This petition for review on certiorari  has its roots in Civil Case No. 53444, which was sparked by the petitioner's refusal to pay the rentals as stipulated in the contract of lease[1] on an undivided portion of 30,000 square meters of a parcel of land owned by the private respondents.

The lease contract, executed on 18 November 1985, reads in part as follows:

1. TERM OF LEASE - This lease shall be for a period of five (5) years, commencing on the date of issuance of the industrial clearance by the Ministry of Human Settlements, renewable for a like or other period at the option of the LESSEE under the same terms and conditions.

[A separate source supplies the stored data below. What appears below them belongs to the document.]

//! Input handling and keybindings.

use std::time::Duration;

use crossterm::event::{KeyCode, KeyEvent, KeyModifiers};

use crate::collector::{Command, Stat};
use crate::view::{ExtraStat, View, ViewRegistry};

/// Shortest refresh reachable with `-`.
pub const MIN_REFRESH: Duration = Duration::from_secs(1);
/// Longest refresh reachable with `+`.
pub const MAX_REFRESH: Duration = Duration::from_secs(300);
const REFRESH_STEP: Duration = Duration::from_secs(1);

/// What the keyboard is currently typing into.
#[derive(Debug, Clone, PartialEq, Eq, Default)]
pub enum InputMode {
    #[default]
    Normal,
    /// Regex for the order column; Enter applies, Esc cancels.
    Filter(String),
}

/// Result of handling a key event.
#[derive(Debug)]
pub enum KeyAction {
    None,
    Quit,
    /// Forward to the collector.
    Send(Command),
}

/// The screen's copy of the collector settings.
///
/// The collector owns the real ones; this copy exists so that keys can be
/// turned into absolute commands.
#[derive(Debug, Clone)]
pub struct UiState {
    pub view: View,
    pub refresh: Duration,
    pub extra: ExtraStat,
    /// Columns in the last result, used to wrap the order key.
    pub column_count: usize,
    pub mode: InputMode,
    /// One-line notice shown above the table until the next key.
    pub message: Option<String>,
}

impl UiState {
    pub fn new(view: View, refresh: Duration) -> Self {
        let extra = view.extra;
        let refresh = view.refresh.unwrap_or(refresh);
        Self {
            view,
            refresh,
            extra,
            column_count: 0,
            mode: InputMode::Normal,
            message: None,
        }
    }

    /// Adopts what the collector reports it actually used.
    pub fn observe(&mut self, stat: &Stat) {
        let columns = stat.result.column_count();
        if columns > 0 {
            self.column_count = columns;
        }
        self.view.order_key = stat.order_key;
        self.view.order_desc = stat.order_desc;
        self.refresh = stat.refresh;
    }

    fn order_command(&self) -> Command {
        Command::SetOrder {
            column: self.view.order_key,
            descending: self.view.order_desc,
        }
    }
}

/// Handles key input and updates state.
pub fn handle_key(ui: &mut UiState, registry: &ViewRegistry, key: KeyEvent) -> KeyAction {
    if key.code == KeyCode::Char('c') && key.modifiers.contains(KeyModifiers::CONTROL) {
        return KeyAction::Quit;
    }
    match ui.mode {
        InputMode::Normal => {
            ui.message = None;
            handle_normal_mode(ui, registry, key)
        }
        InputMode::Filter(_) => handle_filter_mode(ui, key),
    }
}

fn handle_normal_mode(ui: &mut UiState, registry: &ViewRegistry, key: KeyEvent) -> KeyAction {
    match key.code {
        KeyCode::Char('q') | KeyCode::Esc => KeyAction::Quit,

        KeyCode::Char('+') => change_refresh(ui, true),
        KeyCode::Char('-') => change_refresh(ui, false),

        KeyCode::Char('x') => {
            ui.extra = ui.extra.next();
            ui.message = Some(format!("extra stats: {}", ui.extra));
            KeyAction::Send(Command::SetExtra(ui.extra))
        }

        KeyCode::Char('<') | KeyCode::Left => {
            ui.view.shift_order(-1, ui.column_count);
            KeyAction::Send(ui.order_command())
        }
        KeyCode::Char('>') | KeyCode::Right => {
            ui.view.shift_order(1, ui.column_count);
            KeyAction::Send(ui.order_command())
        }
        KeyCode::Char('/') => {
            if ui.column_count == 0 {
                return KeyAction::None;
            }
            ui.view.set_order(ui.view.order_key, ui.column_count);
            KeyAction::Send(ui.order_command())
        }

        KeyCode::Char('F') => {
            ui.mode = InputMode::Filter(String::new());
            KeyAction::None
        }
        KeyCode::Char('C') => {
            ui.view.clear_filters();
            ui.message = Some("filters cleared".to_string());
            KeyAction::Send(Command::ClearFilters)
        }

        KeyCode::Char(c) => match registry.by_hotkey(c) {
            Some(view) if view.name == ui.view.name => KeyAction::None,
            Some(view) => {
                let mut view = view.clone();
                view.extra = ui.extra;
                ui.refresh = view.refresh.unwrap_or(ui.refresh);
                ui.column_count = 0;
                ui.view = view.clone();
                KeyAction::Send(Command::SwitchView(Box::new(view)))
            }
            None => KeyAction::None,
        },

        _ => KeyAction::None,
    }
}

fn handle_filter_mode(ui: &mut UiState, key: KeyEvent) -> KeyAction {
    let InputMode::Filter(buffer) = &mut ui.mode else {
        return KeyAction::None;
    };
    match key.code {
        KeyCode::Esc => {
            ui.mode = InputMode::Normal;
            KeyAction::None
        }
        KeyCode::Backspace => {
            buffer.pop();
            KeyAction::None
        }
        KeyCode::Char(c) => {
            buffer.push(c);
            KeyAction::None
        }
        KeyCode::Enter => {
            let pattern = std::mem::take(buffer);
            ui.mode = InputMode::Normal;
            let column = ui.view.order_key;
            let pattern = (!pattern.is_empty()).then_some(pattern);
            match ui.view.set_filter(column, pattern.as_deref()) {
                Ok(()) => KeyAction::Send(Command::SetFilter { column, pattern }),
                Err(e) => {
                    ui.message = Some(e.to_string());
                    KeyAction::None
                }
            }
        }
        _ => KeyAction::None,
    }
}

fn change_refresh(ui: &mut UiState, increase: bool) -> KeyAction {
    let next = if increase {
        (ui.refresh + REFRESH_STEP).min(MAX_REFRESH)
    } else {
        ui.refresh.saturating_sub(REFRESH_STEP).max(MIN_REFRESH)
    };
    if next == ui.refresh {
        ui.message = Some(format!("refresh stays at {}s", ui.refresh.as_secs()));
        return KeyAction::None;
    }
    ui.refresh = next;
    ui.message = Some(format!("refresh {}s", next.as_secs()));
    KeyAction::Send(Command::SetRefresh(next))
}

2. RATE OF RENT - LESSEE shall pay to the LESSOR rent at the monthly rate of TWENTY THOUSAND PESOS (P20,000.00), Philippine Currency, in the manner set forth in Paragraph 3 below. This rate shall be increased yearly by Five Percent (5%) based on the agreed monthly rate of P20,000.00 as follows:

Monthly Rate                    Period Applicable

P21,000.00                       Starting on the 2nd year

P22,000.00                       Starting on the 3rd year

P23,000.00                       Starting on the 4th year

P24,000.00                       Starting on the 5th year

3. TERMS OF PAYMENT - The rent stipulated in Paragraph 2 above shall be paid yearly in advance by the LESSEE. The first annual rent in the amount of TWO HUNDRED FORTY THOUSAND PESOS (P240,000.00), Philippine currency, shall be due and payable upon the execution of this Agreement and the succeeding annual rents shall be payable every twelve (12) months thereafter during the effectivity of this Agreement.

4. USE OF LEASED PROPERTY - It is understood that the Property shall be used by the LESSEE as the site, grounds and premises of a rock crushing plant and field office, sleeping quarters and canteen/mess hall. The LESSORS hereby grant to the LESSEE the right to erect on the Leased Property such structure(s) and/or improvement(s) necessary for or incidental to the LESSEE's purposes.

. . .

11. TERMINATION OF LEASE - This Agreement may be terminated by mutual agreement of the parties. Upon the termination or expiration of the period of lease without the same being renewed, the LESSEE shall vacate the Leased Property at its expense.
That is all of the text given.